- **WHAT YOU NEED TO DO**:
Give back the lines of the records exactly, starting at the first and ending at the one with "use crate::domain::market::PriceSeries;".

- **SOURCE MATERIAL**:
——

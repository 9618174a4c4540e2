//! Forecasting session
//!
//! `ForecastService` owns the currently installed artifact. Every operation that
//! reads or replaces it holds the lock for its whole duration, so a training run
//! and a prediction never interleave.

use crate::application::market_data::indicators::{HistoricalPoint, historical_view};
use crate::application::ml::{Predictor, Trainer, TrainingConfig};
use crate::domain::errors::ForecastError;
use crate::domain::market::PriceSeries;
use crate::domain::ml::{Forecast, ModelArtifact, ModelMetrics};
use crate::domain::ports::PriceDataService;
use crate::domain::repositories::ArtifactRepository;
use crate::infrastructure::observability::Metrics;
use chrono::{DateTime, Duration, NaiveDate, Utc};
use std::sync::Arc;
use std::time::Instant;
use tokio::sync::{Mutex, MutexGuard};
use tracing::{error, info, warn};

#[derive(Debug, Clone)]
pub struct ForecastServiceConfig {
    pub symbol: String,
    /// Calendar days of history requested for training and prediction
    pub lookback_days: i64,
    pub training: TrainingConfig,
}

impl Default for ForecastServiceConfig {
    fn default() -> Self {
        Self {
            symbol: "^NSEI".to_string(),
            lookback_days: 365,
            training: TrainingConfig::default(),
        }
    }
}

#[derive(Debug, Clone)]
pub struct TrainingReport {
    pub metrics: ModelMetrics,
    pub train_samples: usize,
    pub validation_samples: usize,
    pub data_points: usize,
}

#[derive(Debug, Clone)]
pub struct ModelInfo {
    pub summary: Vec<String>,
    pub window_len: usize,
    pub param_count: usize,
    pub metrics: Option<ModelMetrics>,
    pub trained_at: DateTime<Utc>,
}

#[derive(Debug, Clone)]
pub struct HistoricalData {
    pub symbol: String,
    pub points: Vec<HistoricalPoint>,
    pub indicators: Vec<String>,
}

pub struct ForecastService {
    prices: Arc<dyn PriceDataService>,
    repository: Arc<dyn ArtifactRepository>,
    trainer: Trainer,
    config: ForecastServiceConfig,
    metrics: Metrics,
    current: Mutex<Option<ModelArtifact>>,
}

impl ForecastService {
    pub fn new(
        prices: Arc<dyn PriceDataService>,
        repository: Arc<dyn ArtifactRepository>,
        config: ForecastServiceConfig,
        metrics: Metrics,
    ) -> Self {
        metrics.set_model(None);
        Self {
            prices,
            repository,
            trainer: Trainer::new(config.training.clone()),
            config,
            metrics,
            current: Mutex::new(None),
        }
    }

    pub fn symbol(&self) -> &str {
        &self.config.symbol
    }

    /// Window length new models are trained with
    pub fn configured_window_len(&self) -> usize {
        self.config.training.model.window_len
    }

    pub fn metrics(&self) -> &Metrics {
        &self.metrics
    }

    fn date_range(&self) -> (NaiveDate, NaiveDate) {
        let end = Utc::now().date_naive();
        (end - Duration::days(self.config.lookback_days), end)
    }

    async fn fetch_history(&self) -> Result<PriceSeries, ForecastError> {
        let (start, end) = self.date_range();
        let result = self
            .prices
            .fetch_closes(&self.config.symbol, start, end)
            .await;
        let outcome = if result.is_ok() { "success" } else { "error" };
        self.metrics.inc_fetches(self.prices.name(), outcome);
        let series = result?;
        if series.is_empty() {
            return Err(ForecastError::DataUnavailable {
                source_name: self.prices.name().to_string(),
                reason: format!("no closes for {}", self.config.symbol),
            });
        }
        Ok(series)
    }

    /// Fills the slot from the repository when nothing is installed yet.
    ///
    /// A repository failure is logged and treated as "no model".
    async fn ensure_loaded(&self, slot: &mut MutexGuard<'_, Option<ModelArtifact>>) {
        if slot.is_some() {
            return;
        }
        match self.repository.load().await {
            Ok(Some(artifact)) => {
                info!(
                    "Loaded stored model (window length {}, trained {})",
                    artifact.window_len(),
                    artifact.trained_at
                );
                self.metrics.set_model(Some(artifact.window_len()));
                **slot = Some(artifact);
            }
            Ok(None) => {}
            Err(e) => warn!("Failed to load stored model: {:#}", e),
        }
    }

    /// Fetch, fit, persist, then install the new artifact
    pub async fn train(&self) -> Result<TrainingReport, ForecastError> {
        let timer = Instant::now();
        let mut slot = self.current.lock().await;
        let result = self.run_training(&mut slot).await;
        self.metrics
            .observe_operation("train", timer.elapsed().as_secs_f64());

        match &result {
            Ok(report) => {
                self.metrics.inc_training("success");
                self.metrics
                    .last_validation_mse
                    .set(report.metrics.validation_mse);
                self.metrics
                    .last_training_epochs
                    .set(report.metrics.training_epochs as f64);
            }
            Err(e) => {
                self.metrics.inc_training("error");
                error!("Training failed: {}", e);
            }
        }
        result
    }

    async fn run_training(
        &self,
        slot: &mut MutexGuard<'_, Option<ModelArtifact>>,
    ) -> Result<TrainingReport, ForecastError> {
        let series = self.fetch_history().await?;
        let data_points = series.len();
        info!(
            "Training {} on {} closes ({} to {})",
            self.config.symbol,
            data_points,
            series.points().first().map(|p| p.date).unwrap_or_default(),
            series.points().last().map(|p| p.date).unwrap_or_default()
        );

        let trainer = self.trainer.clone();
        let outcome = tokio::task::spawn_blocking(move || trainer.train(&series))
            .await
            .map_err(|e| ForecastError::TrainingAborted {
                reason: format!("training task failed: {}", e),
            })??;

        self.repository
            .save(&outcome.artifact)
            .await
            .map_err(ForecastError::storage)?;

        self.metrics.set_model(Some(outcome.artifact.window_len()));
        **slot = Some(outcome.artifact);

        Ok(TrainingReport {
            metrics: outcome.metrics,
            train_samples: outcome.train_samples,
            validation_samples: outcome.validation_samples,
            data_points,
        })
    }

    /// Autoregressive forecast of the next `days` closes
    pub async fn predict(&self, days: usize) -> Result<Forecast, ForecastError> {
        let timer = Instant::now();
        let mut slot = self.current.lock().await;
        self.ensure_loaded(&mut slot).await;

        let result = match Predictor::from_artifact(slot.as_ref()) {
            Ok(predictor) => match self.fetch_history().await {
                Ok(series) => predictor.forecast(&series, days),
                Err(e) => Err(e),
            },
            Err(e) => Err(e),
        };
        self.metrics
            .observe_operation("predict", timer.elapsed().as_secs_f64());

        let outcome = if result.is_ok() { "success" } else { "error" };
        self.metrics.inc_predictions(outcome);
        if let Ok(forecast) = &result {
            info!(
                "Forecast {} days for {} from {}",
                forecast.horizon(),
                self.config.symbol,
                forecast.last_date
            );
        }
        result
    }

    pub async fn model_info(&self) -> Result<ModelInfo, ForecastError> {
        let mut slot = self.current.lock().await;
        self.ensure_loaded(&mut slot).await;

        let artifact = slot.as_ref().ok_or(ForecastError::ModelUnavailable)?;
        Ok(ModelInfo {
            summary: artifact.model.summary(),
            window_len: artifact.window_len(),
            param_count: artifact.model.param_count(),
            metrics: artifact.metrics.clone(),
            trained_at: artifact.trained_at,
        })
    }

    /// Recent closes with technical indicators; independent of any model
    pub async fn historical(&self) -> Result<HistoricalData, ForecastError> {
        let timer = Instant::now();
        let series = self.fetch_history().await?;
        let (points, indicators) = historical_view(&series)?;
        self.metrics
            .observe_operation("historical", timer.elapsed().as_secs_f64());
        Ok(HistoricalData {
            symbol: self.config.symbol.clone(),
            points,
            indicators,
        })
    }

    pub async fn has_model(&self) -> bool {
        self.current.lock().await.is_some()
    }
}

#[cfg(test)]
mod tests {
    use super::*;
    use crate::domain::ml::network::{ConvPadding, ModelConfig};
    use crate::infrastructure::mock::{InMemoryArtifactRepository, StaticPriceService};

    fn small_config() -> ForecastServiceConfig {
        ForecastServiceConfig {
            symbol: "^NSEI".to_string(),
            lookback_days: 365,
            training: TrainingConfig {
                model: ModelConfig::new(10, ConvPadding::Same),
                epochs: 1,
                batch_size: 32,
                seed: Some(3),
                ..TrainingConfig::default()
            },
        }
    }

    fn service(prices: StaticPriceService, repository: InMemoryArtifactRepository) -> ForecastService {
        ForecastService::new(
            Arc::new(prices),
            Arc::new(repository),
            small_config(),
            Metrics::new().unwrap(),
        )
    }

    #[tokio::test]
    async fn test_predict_without_model_is_unavailable() {
        let svc = service(
            StaticPriceService::linear("static", 60, 100.0, 1.0),
            InMemoryArtifactRepository::new(),
        );
        let err = svc.predict(7).await.unwrap_err();
        assert!(matches!(err, ForecastError::ModelUnavailable));
        assert_eq!(Metrics::count(&svc.metrics().predictions_total, "error"), 1.0);
    }

    #[tokio::test]
    async fn test_train_installs_and_persists() {
        let repository = InMemoryArtifactRepository::new();
        let svc = service(
            StaticPriceService::linear("static", 60, 100.0, 1.0),
            repository.clone(),
        );

        let report = svc.train().await.unwrap();
        assert_eq!(report.data_points, 60);
        assert_eq!(report.train_samples + report.validation_samples, 48);
        assert_eq!(report.metrics.training_epochs, 1);
        assert!(svc.has_model().await);
        assert!(repository.load().await.unwrap().is_some());
        assert_eq!(svc.metrics().model_loaded.get(), 1.0);

        let forecast = svc.predict(3).await.unwrap();
        assert_eq!(forecast.horizon(), 3);
        assert_eq!(forecast.current_price, 159.0);
    }

    #[tokio::test]
    async fn test_stored_model_is_loaded_lazily() {
        let trainer = Trainer::new(small_config().training);
        let outcome = trainer
            .train(&crate::infrastructure::mock::linear_series(60, 100.0, 1.0))
            .unwrap();
        let svc = service(
            StaticPriceService::linear("static", 30, 200.0, 1.0),
            InMemoryArtifactRepository::with_artifact(outcome.artifact),
        );

        assert!(!svc.has_model().await);
        let info = svc.model_info().await.unwrap();
        assert_eq!(info.window_len, 10);
        assert!(info.metrics.is_some());
        assert!(svc.has_model().await);
    }

    #[tokio::test]
    async fn test_failed_fetch_keeps_previous_model() {
        let svc = service(
            StaticPriceService::failing("static"),
            InMemoryArtifactRepository::new(),
        );
        let err = svc.train().await.unwrap_err();
        assert!(matches!(err, ForecastError::DataUnavailable { .. }));
        assert!(!svc.has_model().await);
        assert_eq!(Metrics::count(&svc.metrics().training_runs_total, "error"), 1.0);
    }

    #[tokio::test]
    async fn test_short_history_fails_training() {
        let svc = service(
            StaticPriceService::linear("static", 12, 100.0, 1.0),
            InMemoryArtifactRepository::new(),
        );
        assert!(matches!(
            svc.train().await,
            Err(ForecastError::InsufficientHistory { .. })
        ));
    }

    #[tokio::test]
    async fn test_historical_returns_indicators() {
        let svc = service(
            StaticPriceService::linear("static", 250, 100.0, 1.0),
            InMemoryArtifactRepository::new(),
        );
        let data = svc.historical().await.unwrap();
        assert_eq!(data.points.len(), 200);
        assert_eq!(data.indicators.len(), 21);
        assert_eq!(data.symbol, "^NSEI");
    }
}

——

- **EXERCISE SOLUTION**:
repository 9618174a4c4540e2
//! Forecasting session
//!
//! `ForecastService` owns the currently installed artifact. Every operation that
//! reads or replaces it holds the lock for its whole duration, so a training run
//! and a prediction never interleave.

use crate::application::market_data::indicators::{HistoricalPoint, historical_view};
use crate::application::ml::{Predictor, Trainer, TrainingConfig};
use crate::domain::errors::ForecastError;
use crate::domain::market::PriceSeries;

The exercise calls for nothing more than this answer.